Task brief
The required result is every line of the records that includes "built".
───── Recorded information
//! Recursive-descent parser over a token stream.
//!
//! Semantic rules run inline while the tree is built. Rule violations and
//! most structural problems are collected as diagnostics and parsing
//! continues at the nearest safe point. Only a missing required token or
//! an exhausted stream mid-construct is fatal, surfacing as `root: None`.

use crate::ast::Node;
use crate::error::{Diagnostic, DiagnosticKind, LexError, ParseFault};
use crate::lexer::Lexer;
use crate::token::{Token, TokenKind};

mod containers;
pub mod rules;

/// Deepest object/array nesting a parser accepts unless told otherwise.
pub const DEFAULT_MAX_DEPTH: usize = 100;

// ──────────────────────────────────────────────
// Parse result
// ──────────────────────────────────────────────

/// Everything one parse produced. The tree is only trustworthy when
/// `diagnostics` is empty.
#[derive(Debug, Clone, PartialEq)]
pub struct Parsed {
    pub root: Option<Node>,
    pub diagnostics: Vec<Diagnostic>,
    /// The fault that abandoned the parse, if any.
    pub fault: Option<ParseFault>,
    /// Lexical errors, when the parse ran over raw text.
    pub lex_errors: Vec<LexError>,
}

impl Parsed {
    pub fn is_valid(&self) -> bool {
        self.diagnostics.is_empty() && self.root.is_some()
    }

    /// Number of diagnostics of the given kind.
    pub fn count(&self, kind: DiagnosticKind) -> usize {
        self.diagnostics.iter().filter(|d| d.kind == kind).count()
    }

    pub fn into_result(self) -> Result<Node, Vec<Diagnostic>> {
        match self.root {
            Some(root) if self.diagnostics.is_empty() => Ok(root),
            _ => Err(self.diagnostics),
        }
    }
}

/// Parse a pre-built token sequence.
pub fn parse_tokens<T>(tokens: T) -> Parsed
where
    T: IntoIterator<Item = Token>,
{
    Parser::new(tokens).parse()
}

/// Lex and parse raw text, pulling tokens from the lexer on demand.
pub fn parse_str(src: &str) -> Parsed {
    let mut lexer = Lexer::new(src);
    let mut parsed = Parser::new(lexer.by_ref()).parse();
    parsed.lex_errors = lexer.into_errors();
    parsed
}

// ──────────────────────────────────────────────
// Parser
// ──────────────────────────────────────────────

pub struct Parser<I: Iterator<Item = Token>> {
    tokens: I,
    current: Option<Token>,
    diagnostics: Vec<Diagnostic>,
    depth: usize,
    max_depth: usize,
}

impl<I: Iterator<Item = Token>> Parser<I> {
    pub fn new<T>(tokens: T) -> Self
    where
        T: IntoIterator<Item = Token, IntoIter = I>,
    {
        let mut tokens = tokens.into_iter();
        let current = tokens.next();
        Parser {
            tokens,
            current,
            diagnostics: Vec::new(),
            depth: 0,
            max_depth: DEFAULT_MAX_DEPTH,
        }
    }

    /// Change the nesting limit. Going deeper abandons the parse.
    pub fn with_max_depth(mut self, max_depth: usize) -> Self {
        self.max_depth = max_depth;
        self
    }

    /// Parse one root value. Consumes the parser; the diagnostics are
    /// handed back with the tree.
    pub fn parse(mut self) -> Parsed {
        log::debug!("parse: start");
        let (root, fault) = match self.value() {
            Ok(root) => {
                if let Some(kind) = self.peek_kind() {
                    self.push(Diagnostic::new(
                        DiagnosticKind::TrailingToken,
                        kind.name(),
                        format!("Unexpected token {}", kind),
                    ));
                }
                (root, None)
            }
            Err(fault) => {
                log::debug!("parse: abandoned: {}", fault);
                (None, Some(fault))
            }
        };
        log::debug!("parse: done, {} diagnostic(s)", self.diagnostics.len());
        Parsed {
            root,
            diagnostics: self.diagnostics,
            fault,
            lex_errors: Vec::new(),
        }
    }

    // -- Token cursor -------------------------------------------

    fn peek_kind(&self) -> Option<TokenKind> {
        self.current.as_ref().map(|t| t.kind)
    }

    fn at(&self, kind: TokenKind) -> bool {
        self.peek_kind() == Some(kind)
    }

    /// Move to the next token, returning the one left behind.
    fn advance(&mut self) -> Option<Token> {
        let next = self.tokens.next();
        std::mem::replace(&mut self.current, next)
    }

    /// Consume the current token and keep only its text.
    fn take_text(&mut self) -> String {
        self.advance().map(|t| t.text).unwrap_or_default()
    }

    fn push(&mut self, diagnostic: Diagnostic) {
        log::debug!("diagnostic: {}", diagnostic);
        self.diagnostics.push(diagnostic);
    }

    /// Kind of the current token, which must exist.
    fn expect_current(&mut self, expected: &str) -> Result<TokenKind, ParseFault> {
        if let Some(kind) = self.peek_kind() {
            return Ok(kind);
        }
        self.push(Diagnostic::new(
            DiagnosticKind::UnexpectedEnd,
            "",
            format!("Unexpected end of input, expected {}", expected),
        ));
        Err(ParseFault::UnexpectedEnd {
            expected: expected.to_owned(),
        })
    }

    /// Consume a token of the given kind.
    fn eat(&mut self, expected: TokenKind) -> Result<(), ParseFault> {
        let found = self.expect_current(expected.name())?;
        if found == expected {
            self.advance();
            return Ok(());
        }
        self.push(Diagnostic::new(
            DiagnosticKind::UnexpectedToken,
            found.name(),
            format!("Expected {} but instead got {}", expected, found),
        ));
        Err(ParseFault::Mismatch { expected, found })
    }

    /// Step into an object or array, failing past the nesting limit.
    fn descend(&mut self) -> Result<(), ParseFault> {
        if self.depth >= self.max_depth {
            self.push(Diagnostic::new(
                DiagnosticKind::NestingTooDeep,
                "",
                format!("Maximum nesting depth of {} exceeded", self.max_depth),
            ));
            return Err(ParseFault::NestingTooDeep {
                limit: self.max_depth,
            });
        }
        self.depth += 1;
        Ok(())
    }

    // -- Values -------------------------------------------------

    fn value(&mut self) -> Result<Option<Node>, ParseFault> {
        match self.expect_current("a value")? {
            TokenKind::String => {
                let text = self.take_text();
                match rules::string_finding(&text) {
                    Some(finding) => {
                        self.push(finding);
                        Ok(None)
                    }
                    None => Ok(Some(Node::String(text))),
                }
            }
            TokenKind::Number => {
                let text = self.take_text();
                for finding in rules::number_findings(&text) {
                    self.push(finding);
                }
                Ok(Some(Node::Number(text)))
            }
            TokenKind::True => {
                self.advance();
                Ok(Some(Node::Bool(true)))
            }
            TokenKind::False => {
                self.advance();
                Ok(Some(Node::Bool(false)))
            }
            TokenKind::Null => {
                self.advance();
                Ok(Some(Node::Null))
            }
            TokenKind::LBracket => {
                self.descend()?;
                let array = self.array();
                self.depth -= 1;
                array.map(Some)
            }
            TokenKind::LBrace => {
                self.descend()?;
                let object = self.object();
                self.depth -= 1;
                object
            }
            other => {
                self.push(Diagnostic::new(
                    DiagnosticKind::InvalidToken,
                    other.name(),
                    format!("Invalid token {}", other),
                ));
                Ok(None)
            }
        }
    }
}

// ──────────────────────────────────────────────
// Tests
// ──────────────────────────────────────────────
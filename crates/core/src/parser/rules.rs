//! Semantic rules checked while the tree is built.
//!
//! Each check is a pure function from the text under inspection to the
//! findings it produces; the parser appends them and carries on.

use std::collections::HashSet;

use crate::error::{Diagnostic, DiagnosticKind};

/// Words that may be neither an object key nor a string value.
pub const RESERVED_WORDS: [&str; 3] = ["true", "false", "null"];

pub fn is_reserved(word: &str) -> bool {
    RESERVED_WORDS.contains(&word)
}

/// Rules 1 and 3 for a number lexeme. Every violated condition is its own
/// finding.
pub fn number_findings(text: &str) -> Vec<Diagnostic> {
    let mut findings = Vec::new();
    if text.starts_with('.') || text.ends_with('.') {
        findings.push(Diagnostic::rule(DiagnosticKind::MalformedNumber, text));
    }
    if text.starts_with('0') && text.len() > 1 && !text.starts_with("0.") {
        findings.push(Diagnostic::rule(DiagnosticKind::NumberPrefix, text));
    }
    if text.starts_with('+') {
        findings.push(Diagnostic::rule(DiagnosticKind::NumberPrefix, text));
    }
    findings
}

/// Rules 2, 4 and 5 for an object key. `raw` is the lexeme, `key` its
/// trimmed form, `seen` the keys already taken in the enclosing object.
pub fn key_finding(raw: &str, key: &str, seen: &HashSet<String>) -> Option<Diagnostic> {
    if key.is_empty() {
        Some(Diagnostic::rule(DiagnosticKind::EmptyKey, raw))
    } else if is_reserved(key) {
        Some(Diagnostic::rule(DiagnosticKind::ReservedKey, key))
    } else if seen.contains(key) {
        Some(Diagnostic::rule(DiagnosticKind::DuplicateKey, key))
    } else {
        None
    }
}

/// Rule 7 for a string value.
pub fn string_finding(value: &str) -> Option<Diagnostic> {
    is_reserved(value).then(|| Diagnostic::rule(DiagnosticKind::ReservedString, value))
}
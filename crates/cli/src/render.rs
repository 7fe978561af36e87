//! Text renderings of a parse result: the indented tree walk and the
//! error list.

use std::io::{self, Write};

use strictjson_core::{Diagnostic, Node, NodeKind, Pair};

pub(crate) fn write_tree(w: &mut dyn Write, root: &Node, indent: usize) -> io::Result<()> {
    writeln!(w, "Abstract Syntax Tree:")?;
    write_node(w, Some(root), 0, indent)
}

pub(crate) fn tree_to_string(root: &Node, indent: usize) -> String {
    let mut buf = Vec::new();
    // Writing into a Vec cannot fail.
    let _ = write_tree(&mut buf, root, indent);
    String::from_utf8_lossy(&buf).into_owned()
}

fn write_node(
    w: &mut dyn Write,
    node: Option<&Node>,
    depth: usize,
    indent: usize,
) -> io::Result<()> {
    let pad = " ".repeat(depth * indent);
    match node {
        None => writeln!(w, "{}Leaf: NONE -> null", pad),
        Some(Node::Object(pairs)) => {
            writeln!(w, "{}Node: {}", pad, NodeKind::Object)?;
            for pair in pairs {
                write_pair(w, pair.as_ref(), depth + 1, indent)?;
            }
            Ok(())
        }
        Some(Node::Array(items)) => {
            writeln!(w, "{}Node: {}", pad, NodeKind::Array)?;
            for item in items {
                write_node(w, Some(item), depth + 1, indent)?;
            }
            Ok(())
        }
        Some(leaf) => writeln!(
            w,
            "{}Leaf: {} -> {}",
            pad,
            leaf.kind(),
            leaf.leaf_text().unwrap_or_default()
        ),
    }
}

fn write_pair(
    w: &mut dyn Write,
    pair: Option<&Pair>,
    depth: usize,
    indent: usize,
) -> io::Result<()> {
    let Some(pair) = pair else {
        return write_node(w, None, depth, indent);
    };
    let pad = " ".repeat(depth * indent);
    writeln!(w, "{}Node: {}", pad, pair.kind())?;
    writeln!(w, "{}Leaf: KEY -> {}", " ".repeat((depth + 1) * indent), pair.key)?;
    write_node(w, pair.value.as_ref(), depth + 1, indent)
}

pub(crate) fn write_errors(w: &mut dyn Write, diagnostics: &[Diagnostic]) -> io::Result<()> {
    writeln!(w, "Semantic errors:")?;
    for d in diagnostics {
        writeln!(w, "-{}", d)?;
    }
    Ok(())
}

#[cfg(test)]
mod tests {
    use super::*;
    use strictjson_core::parse_str;

    fn render(src: &str, indent: usize) -> String {
        let root = parse_str(src).root.expect("root");
        tree_to_string(&root, indent)
    }

    #[test]
    fn object_tree_layout() {
        let out = render(r#"{"a": [1, 2], "b": null}"#, 2);
        let expected = "\
Abstract Syntax Tree:
Node: OBJECT
  Node: PAIR
    Leaf: KEY -> a
    Node: ARRAY
      Leaf: NUMBER -> 1
      Leaf: NUMBER -> 2
  Node: PAIR
    Leaf: KEY -> b
    Leaf: NULL -> null
";
        assert_eq!(out, expected);
    }

    #[test]
    fn indent_width_is_configurable() {
        let out = render("[true]", 4);
        assert_eq!(out, "Abstract Syntax Tree:\nNode: ARRAY\n    Leaf: BOOL -> true\n");
    }

    #[test]
    fn null_markers_render_as_none() {
        let out = render(r#"{"": 1, "k": "false"}"#, 1);
        assert!(out.contains(" Leaf: NONE -> null\n"), "{out}");
        assert!(out.contains("  Leaf: KEY -> k\n  Leaf: NONE -> null\n"), "{out}");
    }

    #[test]
    fn error_list_layout() {
        let parsed = parse_str(r#"{"a": 1, "a": 2}"#);
        let mut buf = Vec::new();
        write_errors(&mut buf, &parsed.diagnostics).unwrap();
        assert_eq!(
            String::from_utf8(buf).unwrap(),
            "Semantic errors:\n-Error Type 5 at a: No Duplicate Keys in Dictionary.\n"
        );
    }
}
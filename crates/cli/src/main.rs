mod commands;
mod dump;
mod render;

use std::path::PathBuf;

use clap::{Parser, Subcommand, ValueEnum};

use crate::commands::ReportOptions;

/// Output format for CLI responses.
#[derive(Debug, Clone, Copy, PartialEq, Eq, ValueEnum)]
pub(crate) enum OutputFormat {
    Text,
    Json,
}

/// Strict JSON parser with semantic checks.
#[derive(Parser)]
#[command(
    name = "strictjson",
    version,
    about = "Strict JSON parser with semantic checks"
)]
struct Cli {
    /// Output format (text or json)
    #[arg(long, global = true, default_value = "text", value_enum)]
    output: OutputFormat,

    /// Suppress non-essential output
    #[arg(long, global = true)]
    quiet: bool,

    /// Spaces per nesting level when printing a tree
    #[arg(long, global = true, default_value = "2")]
    indent: usize,

    /// Write the report to this file instead of stdout
    #[arg(long, global = true)]
    out: Option<PathBuf>,

    #[command(subcommand)]
    command: Commands,
}

#[derive(Subcommand)]
enum Commands {
    /// Parse a JSON file and print its syntax tree or its errors
    Parse {
        /// Path to the JSON source file
        file: PathBuf,
    },

    /// Check a JSON file and report only whether it is valid
    Check {
        /// Path to the JSON source file
        file: PathBuf,
    },

    /// Print the token stream of a JSON file as a token dump
    Tokens {
        /// Path to the JSON source file
        file: PathBuf,
    },

    /// Parse a token dump (`<KIND: literal>` per line)
    Replay {
        /// Path to the token dump file
        dump: PathBuf,
    },
}

fn main() {
    let cli = Cli::parse();

    let default_filter = if cli.quiet { "error" } else { "warn" };
    env_logger::Builder::from_env(env_logger::Env::default().default_filter_or(default_filter))
        .init();

    let opts = ReportOptions {
        output: cli.output,
        quiet: cli.quiet,
        indent: cli.indent,
        out: cli.out,
    };

    match cli.command {
        Commands::Parse { file } => commands::parse::cmd_parse(&file, &opts),
        Commands::Check { file } => commands::check::cmd_check(&file, &opts),
        Commands::Tokens { file } => commands::tokens::cmd_tokens(&file, &opts),
        Commands::Replay { dump } => commands::replay::cmd_replay(&dump, &opts),
    }
}

pub(crate) fn report_error(msg: &str, output: OutputFormat, quiet: bool) {
    if quiet {
        return;
    }
    match output {
        OutputFormat::Text => eprintln!("{}", msg),
        OutputFormat::Json => eprintln!("{}", serde_json::json!({ "error": msg })),
    }
}
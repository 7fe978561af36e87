use std::path::Path;

use super::{read_input, report_parsed, ReportOptions, Show};

pub(crate) fn cmd_check(file: &Path, opts: &ReportOptions) {
    let src = read_input(file, opts);
    let parsed = strictjson_core::parse_str(&src);
    report_parsed(&parsed, Show::Verdict, opts);
}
──────────
Solution for this exercise
//! Semantic rules run inline while the tree is built. Rule violations and
/// Parse a pre-built token sequence.
//! Semantic rules checked while the tree is built.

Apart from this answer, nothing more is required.